## LISTED RECORDS
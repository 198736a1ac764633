// crates/geobrew-core/src/store/mod.rs

//! # Store Client Adapters
//!
//! [`RedisStore`] is the production adapter. [`MemoryStore`] keeps the same
//! contract in process so the builders and queries can be exercised without
//! a server.

mod memory;
mod redis_store;

pub use memory::MemoryStore;
pub use redis_store::RedisStore;
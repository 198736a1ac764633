//! geobrew: load world cities and breweries into Redis and query them
//!
//! Each positional argument names a step. Steps run in the order given,
//! against a single Redis connection; a failing step is logged and the next
//! one still runs.
//!
//! Usage examples
//! --------------
//!
//! - Ingest everything, then run all three queries for London
//!   $ geobrew all
//!
//! - Only rebuild the brewery geo index
//!   $ geobrew build-brewery-geo-index --breweries data/breweries.csv
//!
//! - Country and coordinates of a city, as JSON
//!   $ geobrew --city "Belo Horizonte" --json city-location
//!
//! - Ten nearest breweries within 500 km
//!   $ geobrew --city London --radius-km 500 nearest-breweries
//!
//! Connection
//! ----------
//!
//! `--host`, `--port` and `--password` default to `REDIS_HOST`,
//! `REDIS_PORT` and `REDIS_PASSWORD`, then to `127.0.0.1:6379` without AUTH.
//! Log verbosity follows `RUST_LOG` (default `info`).
mod args;

use crate::args::CliArgs;
use anyhow::Context;
use clap::Parser;
use geobrew_core::pipeline::{self, Outcome};
use geobrew_core::store::RedisStore;
use tracing::info;
use tracing_subscriber::EnvFilter;

fn main() -> anyhow::Result<()> {
    tracing_subscriber::fmt()
        .with_env_filter(EnvFilter::try_from_default_env().unwrap_or_else(|_| EnvFilter::new("info")))
        .init();

    let args = CliArgs::parse();
    let config = args.store_config();
    let settings = args.settings();
    let ops = args.operations();

    info!("Starting geobrew...");
    let mut store = RedisStore::connect(&config)
        .with_context(|| format!("Cannot connect to Redis at {}:{}", config.host, config.port))?;

    let results = pipeline::run(&mut store, &settings, &ops);

    let mut failed = 0;
    for (op, result) in &results {
        match result {
            Ok(outcome) if args.json => {
                println!("{}", serde_json::to_string_pretty(outcome)?);
            }
            Ok(outcome) => print_outcome(outcome),
            Err(e) if e.is_not_found() => {
                eprintln!("{op}: {e}");
                failed += 1;
            }
            Err(_) => failed += 1,
        }
    }

    info!(steps = results.len(), failed, "Done");
    Ok(())
}

fn print_outcome(outcome: &Outcome) {
    match outcome {
        Outcome::Ingested(report) => {
            println!(
                "  Rows: {}  Written: {}  Skipped: {}",
                report.rows, report.written, report.skipped
            );
        }
        Outcome::City(city) => {
            println!("City: {} ({})", city.name, city.id);
            println!("  ASCII name: {}", city.ascii_name);
            println!("  Country: {} ({})", city.country, city.iso3);
            println!("  Region: {}", city.admin_name);
            println!("  Capital: {}", city.capital);
            println!("  Population: {}", city.population);
            println!("  Lat/Lng: {}, {}", city.latitude, city.longitude);
        }
        Outcome::Location(loc) => {
            println!("City: {}", loc.name);
            println!("  Country: {}", loc.country);
            println!("  Lat/Lng (record): {}, {}", loc.latitude, loc.longitude);
            match loc.geo_position {
                Some(p) => println!("  Lat/Lng (geo index): {}, {}", p.latitude, p.longitude),
                None => println!("  Lat/Lng (geo index): -"),
            }
        }
        Outcome::Breweries(list) if list.is_empty() => {
            println!("No breweries found in range");
        }
        Outcome::Breweries(list) => {
            for (i, b) in list.iter().enumerate() {
                println!(
                    "{:>2}. {} - {}, {} ({:.1} km)",
                    i + 1,
                    b.brewery.name,
                    b.brewery.city,
                    b.brewery.country,
                    b.distance_km
                );
            }
        }
    }
}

## AIM OF THE EXERCISE
Go line by line through the data, copying each one that contains the word "London".

## WRITTEN RESPONSE
//! - Ingest everything, then run all three queries for London
//!   $ geobrew --city London --radius-km 500 nearest-breweries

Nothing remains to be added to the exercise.